* _YOUR GOAL_
Identify every line in the records below that contains the word "body", and copy each of those lines.

* _DATA EXTRACT_
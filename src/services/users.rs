use std::sync::Arc;

use crate::{
    db::Store,
    error::{AppError, AppResult},
    models::{
        FriendshipStatus, ListKind, NewUser, ProfileUpdate, RatingView, User, UserDetail,
        UserLists, UserProfile, UserSummary,
    },
    services::{enrichment::enrich_movies, MovieEnricher},
};

const USER_SEARCH_LIMIT: i64 = 10;

/// How a profile lookup identifies its target
#[derive(Debug, Clone, PartialEq, Eq)]
pub enum UserIdentifier {
    Id(i64),
    Username(String),
}

impl UserIdentifier {
    /// All-digit identifiers are ids, anything else is a username
    pub fn parse(raw: &str) -> Self {
        if !raw.is_empty() && raw.chars().all(|c| c.is_ascii_digit()) {
            if let Ok(id) = raw.parse() {
                return UserIdentifier::Id(id);
            }
        }
        UserIdentifier::Username(raw.to_string())
    }
}

/// Creates a profile after basic validation
pub async fn create_user(store: &dyn Store, mut new_user: NewUser) -> AppResult<User> {
    new_user.username = new_user.username.trim().to_string();
    new_user.email = new_user.email.trim().to_string();

    if new_user.username.is_empty() {
        return Err(AppError::InvalidInput("Username is required".to_string()));
    }
    if !new_user.email.contains('@') {
        return Err(AppError::InvalidInput("A valid email is required".to_string()));
    }

    let user = store.create_user(new_user).await?;
    tracing::info!(user_id = user.id, username = %user.username, "User profile created");
    Ok(user)
}

/// Loads and enriches a user's watchlist, favorites and ratings
async fn load_lists(
    store: &dyn Store,
    enricher: &Arc<dyn MovieEnricher>,
    user_id: i64,
) -> AppResult<UserLists> {
    let watchlist = store.list_entries(ListKind::Watchlist, user_id).await?;
    let favorites = store.list_entries(ListKind::Favorites, user_id).await?;
    let rated = store.ratings_with_movies(user_id).await?;

    let (ratings, rated_movies): (Vec<_>, Vec<_>) = rated.into_iter().unzip();

    let (watchlist, favorites, rated_movies) = tokio::join!(
        enrich_movies(enricher, watchlist),
        enrich_movies(enricher, favorites),
        enrich_movies(enricher, rated_movies),
    );

    let ratings = ratings
        .into_iter()
        .zip(rated_movies)
        .map(|(rating, movie)| RatingView { rating, movie })
        .collect();

    Ok(UserLists {
        watchlist,
        favorites,
        ratings,
    })
}

/// The caller's own profile with email and all lists
pub async fn get_me(
    store: &dyn Store,
    enricher: &Arc<dyn MovieEnricher>,
    user_id: i64,
) -> AppResult<UserDetail> {
    let user = store
        .find_user(user_id)
        .await?
        .ok_or_else(|| AppError::NotFound("User not found".to_string()))?;

    let lists = load_lists(store, enricher, user.id).await?;

    Ok(UserDetail {
        profile: UserProfile::private(&user),
        lists: Some(lists),
        is_friend: None,
    })
}

/// Another user's profile as seen by `viewer_id`
///
/// Lists are only visible to the user themselves and accepted friends.
pub async fn get_profile(
    store: &dyn Store,
    enricher: &Arc<dyn MovieEnricher>,
    viewer_id: i64,
    identifier: UserIdentifier,
) -> AppResult<UserDetail> {
    let target = match identifier {
        UserIdentifier::Id(id) => store.find_user(id).await?,
        UserIdentifier::Username(name) => store.find_user_by_username(&name).await?,
    }
    .ok_or_else(|| AppError::NotFound("User not found".to_string()))?;

    let is_friend = viewer_id == target.id
        || store
            .friendship_between(viewer_id, target.id, Some(FriendshipStatus::Accepted))
            .await?
            .is_some();

    let lists = if is_friend {
        Some(load_lists(store, enricher, target.id).await?)
    } else {
        None
    };

    Ok(UserDetail {
        profile: UserProfile::public(&target),
        lists,
        is_friend: Some(is_friend),
    })
}

pub async fn search_users(store: &dyn Store, query: Option<&str>) -> AppResult<Vec<UserSummary>> {
    match query.map(str::trim).filter(|q| !q.is_empty()) {
        Some(q) => store.search_users(q, USER_SEARCH_LIMIT).await,
        None => Ok(Vec::new()),
    }
}

pub async fn update_me(
    store: &dyn Store,
    user_id: i64,
    update: ProfileUpdate,
) -> AppResult<UserProfile> {
    let user = store
        .update_profile(user_id, update)
        .await?
        .ok_or_else(|| AppError::NotFound("User not found".to_string()))?;

    Ok(UserProfile::private(&user))
}

/// Adds a catalog movie to one of the caller's lists
pub async fn add_to_list(
    store: &dyn Store,
    kind: ListKind,
    user_id: i64,
    movie_id: i64,
) -> AppResult<()> {
    ensure_movie_exists(store, movie_id).await?;
    store.add_to_list(kind, user_id, movie_id).await?;
    tracing::debug!(user_id, movie_id, list = %kind, "Added to list");
    Ok(())
}

pub async fn remove_from_list(
    store: &dyn Store,
    kind: ListKind,
    user_id: i64,
    movie_id: i64,
) -> AppResult<()> {
    ensure_movie_exists(store, movie_id).await?;
    store.remove_from_list(kind, user_id, movie_id).await?;
    tracing::debug!(user_id, movie_id, list = %kind, "Removed from list");
    Ok(())
}

async fn ensure_movie_exists(store: &dyn Store, movie_id: i64) -> AppResult<()> {
    match store.find_movie(movie_id).await? {
        Some(_) => Ok(()),
        None => Err(AppError::NotFound("Movie not found".to_string())),
    }
}
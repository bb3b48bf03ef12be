use std::sync::Arc;

use axum::{extract::State, http::StatusCode};
use serde::Deserialize;

use crate::{
    error::AppResult,
    middleware::AuthUser,
    models::{
        ListEntryRequest, ListKind, Message, NewUser, ProfileUpdate, UserDetail, UserProfile,
        UserSummary,
    },
    services::users::{self, UserIdentifier},
};

use super::{
    extract::{Json, Path, Query},
    AppState,
};

#[derive(Debug, Deserialize)]
pub struct SearchQuery {
    #[serde(default)]
    q: Option<String>,
}

pub async fn create(
    State(state): State<Arc<AppState>>,
    Json(new_user): Json<NewUser>,
) -> AppResult<(StatusCode, Json<UserProfile>)> {
    let user = users::create_user(state.store.as_ref(), new_user).await?;
    Ok((StatusCode::CREATED, Json(UserProfile::private(&user))))
}

pub async fn me(
    State(state): State<Arc<AppState>>,
    auth: AuthUser,
) -> AppResult<Json<UserDetail>> {
    let detail = users::get_me(state.store.as_ref(), &state.enricher, auth.id).await?;
    Ok(Json(detail))
}

pub async fn search(
    State(state): State<Arc<AppState>>,
    _auth: AuthUser,
    Query(params): Query<SearchQuery>,
) -> AppResult<Json<Vec<UserSummary>>> {
    let found = users::search_users(state.store.as_ref(), params.q.as_deref()).await?;
    Ok(Json(found))
}

pub async fn profile(
    State(state): State<Arc<AppState>>,
    auth: AuthUser,
    Path(identifier): Path<String>,
) -> AppResult<Json<UserDetail>> {
    let detail = users::get_profile(
        state.store.as_ref(),
        &state.enricher,
        auth.id,
        UserIdentifier::parse(&identifier),
    )
    .await?;
    Ok(Json(detail))
}

pub async fn update_me(
    State(state): State<Arc<AppState>>,
    auth: AuthUser,
    Json(update): Json<ProfileUpdate>,
) -> AppResult<Json<UserProfile>> {
    let profile = users::update_me(state.store.as_ref(), auth.id, update).await?;
    Ok(Json(profile))
}

pub async fn add_to_watchlist(
    State(state): State<Arc<AppState>>,
    auth: AuthUser,
    Json(body): Json<ListEntryRequest>,
) -> AppResult<Json<Message>> {
    users::add_to_list(state.store.as_ref(), ListKind::Watchlist, auth.id, body.movie_id).await?;
    Ok(Json(Message::new("Added to watchlist")))
}

pub async fn remove_from_watchlist(
    State(state): State<Arc<AppState>>,
    auth: AuthUser,
    Path(movie_id): Path<i64>,
) -> AppResult<Json<Message>> {
    users::remove_from_list(state.store.as_ref(), ListKind::Watchlist, auth.id, movie_id).await?;
    Ok(Json(Message::new("Removed from watchlist")))
}

pub async fn add_to_favorites(
    State(state): State<Arc<AppState>>,
    auth: AuthUser,
    Json(body): Json<ListEntryRequest>,
) -> AppResult<Json<Message>> {
    users::add_to_list(state.store.as_ref(), ListKind::Favorites, auth.id, body.movie_id).await?;
    Ok(Json(Message::new("Added to favorites")))
}

pub async fn remove_from_favorites(
    State(state): State<Arc<AppState>>,
    auth: AuthUser,
    Path(movie_id): Path<i64>,
) -> AppResult<Json<Message>> {
    users::remove_from_list(state.store.as_ref(), ListKind::Favorites, auth.id, movie_id).await?;
    Ok(Json(Message::new("Removed from favorites")))
}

* _EXERCISE ANSWER_
    Json(body): Json<ListEntryRequest>,
    users::add_to_list(state.store.as_ref(), ListKind::Watchlist, auth.id, body.movie_id).await?;
    Json(body): Json<ListEntryRequest>,
    users::add_to_list(state.store.as_ref(), ListKind::Favorites, auth.id, body.movie_id).await?;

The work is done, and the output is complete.